THE PROBLEM: Report all lines from the entries below in which "None" appears.

RECORDS SHOWN:
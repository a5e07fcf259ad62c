//! Deviation detection against a baseline population.

pub mod deviation;
pub mod drift;
pub mod threshold;

use serde::{Deserialize, Serialize};
use thiserror::Error;

pub use deviation::{detect_deviations, Deviation, DeviationMap};
pub use drift::{detect_drift, PatternDrift};
pub use threshold::{FixedThreshold, StdDevMultiple, ThresholdPolicy};

#[derive(Debug, Error)]
pub enum DetectError {
    #[error("invalid threshold {value}: must be finite and non-negative")]
    InvalidThreshold { value: f64 },
    #[error("invalid standard deviation multiplier {value}: must be finite and non-negative")]
    InvalidMultiplier { value: f64 },
}

/// Whether an observation stays within the allowed threshold.
#[derive(Debug, Clone, Copy, PartialEq, Eq, Serialize, Deserialize)]
pub enum Classification {
    Ok,
    Violated,
}

impl Classification {
    /// Violated only when the deviation strictly exceeds the threshold.
    pub fn of(deviation: f64, threshold: f64) -> Self {
        if deviation.abs() > threshold {
            Classification::Violated
        } else {
            Classification::Ok
        }
    }

    pub fn is_violated(self) -> bool {
        self == Classification::Violated
    }
}

impl std::fmt::Display for Classification {
    fn fmt(&self, f: &mut std::fmt::Formatter<'_>) -> std::fmt::Result {
        match self {
            Classification::Ok => write!(f, "Ok"),
            Classification::Violated => write!(f, "Violated"),
        }
    }
}

/// Severity levels for violations, graded on the z-score.
#[derive(Debug, Clone, Copy, PartialEq, Eq, PartialOrd, Ord, Serialize, Deserialize)]
pub enum Severity {
    Info,
    Warning,
    Critical,
}

impl Severity {
    /// A missing z-score means the baseline had no spread at all, so any
    /// violation of it is critical.
    pub fn from_z_score(z_score: Option<f64>) -> Self {
        match z_score.map(f64::abs) {
            None => Severity::Critical,
            Some(z) if z > 6.0 => Severity::Critical,
            Some(z) if z > 4.5 => Severity::Warning,
            Some(_) => Severity::Info,
        }
    }
}
use std::collections::BTreeMap;

use serde::Serialize;
use tracing::debug;

use super::patterns::{PatternSamples, TransitionKey};

/// Duration statistics of one transition pattern.
#[derive(Debug, Clone, PartialEq, Serialize)]
pub struct PatternBaseline {
    pub mean: f64,
    /// Population standard deviation (divisor = count).
    pub std_dev: f64,
    pub count: usize,
    pub min: f64,
    pub max: f64,
    pub durations: Vec<f64>,
}

impl PatternBaseline {
    /// Summarize a set of durations. Returns `None` for an empty set, which
    /// has no defined mean.
    pub fn from_durations(durations: &[f64]) -> Option<Self> {
        if durations.is_empty() {
            return None;
        }

        // Sum in sorted order so the result does not depend on input order.
        let mut sorted = durations.to_vec();
        sorted.sort_by(f64::total_cmp);

        let count = sorted.len();
        let mean = sorted.iter().sum::<f64>() / count as f64;
        let variance = sorted
            .iter()
            .map(|&x| (x - mean).powi(2))
            .sum::<f64>()
            / count as f64;

        Some(Self {
            mean,
            std_dev: variance.sqrt(),
            count,
            min: sorted[0],
            max: sorted[count - 1],
            durations: durations.to_vec(),
        })
    }

    /// Z = (value - mean) / std_dev. `None` when the baseline has no spread.
    pub fn z_score(&self, value: f64) -> Option<f64> {
        if self.std_dev > 0.0 {
            Some((value - self.mean) / self.std_dev)
        } else {
            None
        }
    }
}

pub type PatternStats = BTreeMap<TransitionKey, PatternBaseline>;

pub fn compute_stats(samples: &PatternSamples) -> PatternStats {
    let stats: PatternStats = samples
        .iter()
        .filter_map(|(key, durations)| {
            PatternBaseline::from_durations(durations).map(|b| (key.clone(), b))
        })
        .collect();
    debug!(patterns = stats.len(), "computed pattern statistics");
    stats
}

EXERCISE OUTPUT:
            None => Severity::Critical,
    /// Summarize a set of durations. Returns `None` for an empty set, which
            return None;
    /// Z = (value - mean) / std_dev. `None` when the baseline has no spread.
            None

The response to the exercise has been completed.